L'autre cas de figure est donc la grande
banlieue dont les établissements sont à plus de
30 km du centre de Paris. Il y a là plus de mixité
sociale, dont 20 à 25 % d'enfants des milieux
populaires, un faible nombre, les autres ayant été
orientés à la sortie du collège vers les
lycées professionnels.
A ma grande surprise, j'ai découvert
que c'était la culture populaire qui fascinait l'ensemble des
enfants de la banlieue et qu'en revanche il y avait un rejet massif,
de tout ce qui se rattache à la culture humaniste, celle qui
est au coeur du programme de l'établissement de centre ville
et de la réussite dans les filières
sélectives.
Claudine Castelnau. Et au coeur de l'enseignement.

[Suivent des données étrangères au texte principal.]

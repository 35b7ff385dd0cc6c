// Copyright 2024 FastLabs Developers
//
// Licensed under the Apache License, Version 2.0 (the "License");
// you may not use this file except in compliance with the License.
// You may obtain a copy of the License at
//
//     http://www.apache.org/licenses/LICENSE-2.0
//
// Unless required by applicable law or agreed to in writing, software
// distributed under the License is distributed on an "AS IS" BASIS,
// WITHOUT WARRANTIES OR CONDITIONS OF ANY KIND, either express or implied.
// See the License for the specific language governing permissions and
// limitations under the License.

use std::any::Any;
use std::any::TypeId;
use std::collections::HashMap;
use std::sync::Arc;
use std::sync::Mutex;
use std::sync::PoisonError;

/// A mapping from a type to its single shared instance.
///
/// The first [`get_or_create`][SingletonRegistry::get_or_create] call for a
/// type constructs the instance; every later call returns the stored one and
/// ignores its initializer. The registry is an explicit value rather than
/// ambient global state: applications typically keep one in a `static`, and
/// tests can hold their own.
///
/// # Examples
///
/// ```rust
/// use hannah::SingletonRegistry;
///
/// #[derive(Debug)]
/// struct Config {
///     verbose: bool,
/// }
///
/// let registry = SingletonRegistry::new();
/// let first = registry.get_or_create(|| Config { verbose: true });
/// let second = registry.get_or_create(|| Config { verbose: false });
/// assert!(second.verbose);
/// ```
#[derive(Debug, Default)]
pub struct SingletonRegistry {
    instances: Mutex<HashMap<TypeId, Arc<dyn Any + Send + Sync>>>,
}

impl SingletonRegistry {
    /// Create a new empty registry.
    pub fn new() -> Self {
        Self::default()
    }

    /// Return the shared `T`, constructing it with `init` on first access.
    ///
    /// One mutex serializes lookup and construction, so under concurrent
    /// first access exactly one initializer runs. The initializer must not
    /// call back into the same registry.
    pub fn get_or_create<T, F>(&self, init: F) -> Arc<T>
    where
        T: Any + Send + Sync,
        F: FnOnce() -> T,
    {
        let mut instances = self
            .instances
            .lock()
            .unwrap_or_else(PoisonError::into_inner);
        let instance = instances
            .entry(TypeId::of::<T>())
            .or_insert_with(|| Arc::new(init()))
            .clone();
        drop(instances);

        match instance.downcast::<T>() {
            Ok(instance) => instance,
            // The map is keyed by TypeId::of::<T>().
            Err(_) => unreachable!("registry entry stored under a mismatched type"),
        }
    }

    /// Drop the stored `T`, so the next access constructs a fresh instance.
    ///
    /// Instances handed out earlier stay alive through their own `Arc`s.
    pub fn reset<T: Any + Send + Sync>(&self) {
        let mut instances = self
            .instances
            .lock()
            .unwrap_or_else(PoisonError::into_inner);
        instances.remove(&TypeId::of::<T>());
    }
}
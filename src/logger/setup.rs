// Copyright 2024 FastLabs Developers
//
// Licensed under the Apache License, Version 2.0 (the "License");
// you may not use this file except in compliance with the License.
// You may obtain a copy of the License at
//
//     http://www.apache.org/licenses/LICENSE-2.0
//
// Unless required by applicable law or agreed to in writing, software
// distributed under the License is distributed on an "AS IS" BASIS,
// WITHOUT WARRANTIES OR CONDITIONS OF ANY KIND, either express or implied.
// See the License for the specific language governing permissions and
// limitations under the License.

use std::borrow::Cow;
use std::io::IsTerminal;
use std::path::PathBuf;

use log::LevelFilter;

use crate::Error;
use crate::append::Append;
use crate::append::RotatingFile;
use crate::append::Stderr;
use crate::append::Stdout;
use crate::filter::EnvFilter;
use crate::filter::env_filter::EnvFilterBuilder;
use crate::fs::RotatingWriter;
use crate::layout::Layout;
use crate::layout::StackLayout;
use crate::logger::Dispatch;
use crate::logger::Logger;

/// The standard stream targeted by the default appender.
#[derive(Debug, Clone, Copy, PartialEq, Eq)]
pub enum Stream {
    Stderr,
    Stdout,
}

/// Create a new [`Setup`] for configuring the global logger in one call.
///
/// The default configuration dispatches `INFO` and above to stderr, colored
/// when stderr is a terminal:
///
/// ```rust,no_run
/// hannah::setup().apply().unwrap();
///
/// log::info!("service started");
/// ```
///
/// Adding a rotating log file next to the stream:
///
/// ```rust,no_run
/// use log::LevelFilter;
///
/// hannah::setup()
///     .level(LevelFilter::Debug)
///     .filename("logs/app.log")
///     .apply()
///     .unwrap();
/// ```
pub fn setup() -> Setup {
    Setup::new()
}

/// A builder that assembles filters, layouts and appenders into a [`Logger`]
/// and installs it as the global logger.
///
/// When no handler is supplied, `apply` creates a stream appender (and a
/// rotating-file appender if a filename is set). Supplying handlers replaces
/// those defaults entirely.
#[must_use = "call `apply` to set the global logger"]
#[derive(Debug)]
pub struct Setup {
    level: LevelFilter,
    format: Option<Layout>,
    datefmt: Option<Cow<'static, str>>,
    handlers: Vec<Box<dyn Append>>,
    stream: Stream,
    filename: Option<PathBuf>,
    filemode: String,
    max_bytes: i64,
    max_lines: i64,
    name: Option<String>,
    capture_panics: bool,
}

impl Default for Setup {
    fn default() -> Self {
        Self::new()
    }
}

impl Setup {
    /// Create a new [`Setup`] with the default configuration.
    pub fn new() -> Self {
        Self {
            level: LevelFilter::Info,
            format: None,
            datefmt: None,
            handlers: vec![],
            stream: Stream::Stderr,
            filename: None,
            filemode: "a".to_string(),
            max_bytes: 10_000_000,
            max_lines: -1,
            name: None,
            capture_panics: false,
        }
    }

    /// Set the level ceiling; defaults to [`LevelFilter::Info`].
    pub fn level(mut self, level: LevelFilter) -> Self {
        self.level = level;
        self
    }

    /// Set the layout used by every appender this builder creates.
    ///
    /// Defaults to a [`StackLayout`], colored on interactive streams only.
    pub fn format(mut self, format: impl Into<Layout>) -> Self {
        self.format = Some(format.into());
        self
    }

    /// Set the strftime date format of the default layout.
    ///
    /// Has no effect when a layout is supplied through [`format`][Setup::format].
    pub fn datefmt(mut self, datefmt: impl Into<Cow<'static, str>>) -> Self {
        self.datefmt = Some(datefmt.into());
        self
    }

    /// Add an appender, replacing the default stream and file appenders.
    pub fn handler(mut self, handler: impl Append) -> Self {
        self.handlers.push(Box::new(handler));
        self
    }

    /// Select the standard stream of the default appender; defaults to stderr.
    pub fn stream(mut self, stream: Stream) -> Self {
        self.stream = stream;
        self
    }

    /// Also write records to a rotating file at `filename`.
    pub fn filename(mut self, filename: impl Into<PathBuf>) -> Self {
        self.filename = Some(filename.into());
        self
    }

    /// Set the mode string the log file is opened with; defaults to `"a"`.
    ///
    /// A positive rotation threshold forces append mode regardless.
    pub fn filemode(mut self, filemode: impl Into<String>) -> Self {
        self.filemode = filemode.into();
        self
    }

    /// Set the byte threshold of the log file; defaults to 10 MB.
    ///
    /// Non-positive disables size-based rotation.
    pub fn max_bytes(mut self, n: i64) -> Self {
        self.max_bytes = n;
        self
    }

    /// Set the line threshold of the log file; defaults to disabled.
    pub fn max_lines(mut self, n: i64) -> Self {
        self.max_lines = n;
        self
    }

    /// Scope the level to one module-path prefix.
    ///
    /// Records from other targets are rejected, as if the process were run
    /// with `RUST_LOG={name}={level}`.
    pub fn name(mut self, name: impl Into<String>) -> Self {
        self.name = Some(name.into());
        self
    }

    /// Log panics through the pipeline before the previous panic hook runs.
    pub fn capture_panics(mut self, capture: bool) -> Self {
        self.capture_panics = capture;
        self
    }

    /// Install the configured pipeline as the global logger.
    ///
    /// # Errors
    ///
    /// Fails if the mode string is invalid, the log file cannot be opened, or
    /// the global logger has already been set.
    pub fn apply(self) -> Result<(), Error> {
        let Self {
            level,
            format,
            datefmt,
            handlers,
            stream,
            filename,
            filemode,
            max_bytes,
            max_lines,
            name,
            capture_panics,
        } = self;

        let filter = match name.as_deref() {
            Some(name) => EnvFilter::new(EnvFilterBuilder::new().filter_module(name, level)),
            None => EnvFilter::from(level),
        };

        let mut handlers = handlers.into_iter();
        let dispatch = match handlers.next() {
            Some(first) => {
                let mut dispatch = Dispatch::new().filter(filter).append(first);
                for handler in handlers {
                    dispatch = dispatch.append(handler);
                }
                dispatch
            }
            None => {
                let (stream_layout, file_layout) = resolve_layouts(format, datefmt, stream);
                let dispatch = Dispatch::new().filter(filter);
                let dispatch = match stream {
                    Stream::Stderr => dispatch.append(Stderr::with_layout(stream_layout)),
                    Stream::Stdout => dispatch.append(Stdout::with_layout(stream_layout)),
                };
                match filename {
                    Some(path) => {
                        let writer = RotatingWriter::builder()
                            .mode(filemode)
                            .max_bytes(max_bytes)
                            .max_lines(max_lines)
                            .open(path)?;
                        dispatch.append(RotatingFile::with_layout(writer, file_layout))
                    }
                    None => dispatch,
                }
            }
        };

        Logger::new().max_level(level).dispatch(dispatch).apply()?;
        if capture_panics {
            install_panic_hook();
        }
        Ok(())
    }
}

fn resolve_layouts(
    format: Option<Layout>,
    datefmt: Option<Cow<'static, str>>,
    stream: Stream,
) -> (Layout, Layout) {
    match format {
        Some(layout) => (layout.clone(), layout),
        None => {
            let mut base = StackLayout::default();
            if let Some(datefmt) = datefmt {
                base = base.datefmt(datefmt);
            }
            let interactive = match stream {
                Stream::Stderr => std::io::stderr().is_terminal(),
                Stream::Stdout => std::io::stdout().is_terminal(),
            };
            let stream_layout = if interactive {
                base.clone()
            } else {
                base.clone().no_color()
            };
            (stream_layout.into(), base.no_color().into())
        }
    }
}

fn install_panic_hook() {
    let previous = std::panic::take_hook();
    std::panic::set_hook(Box::new(move |info| {
        log::error!(target: "panic", "{info}");
        log::logger().flush();
        previous(info);
    }));
}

Dominique Pasquier. Au coeur de l'enseignement, effectivement, car les
enseignants continuent à transmettre naturellement cette
culture humaniste.
J'ai finalement constaté de
façon assez triste que la culture dans laquelle vivent les
jeunes à longueur de journée est en décalage
complet avec la culture humaniste. Et, ce qui est pire, que toute
idée d'un rapport avec la culture humaniste est
méprisé parmi eux. Tel enfants disait :
« Chez moi j'écoute
un peu de jazz, mais je ne le dis pas au lycée car cela fait
ringard ». On est
socialement marginalisé si l'on affiche quelque chose qui
n'est pas de l'ordre de la culture populaire.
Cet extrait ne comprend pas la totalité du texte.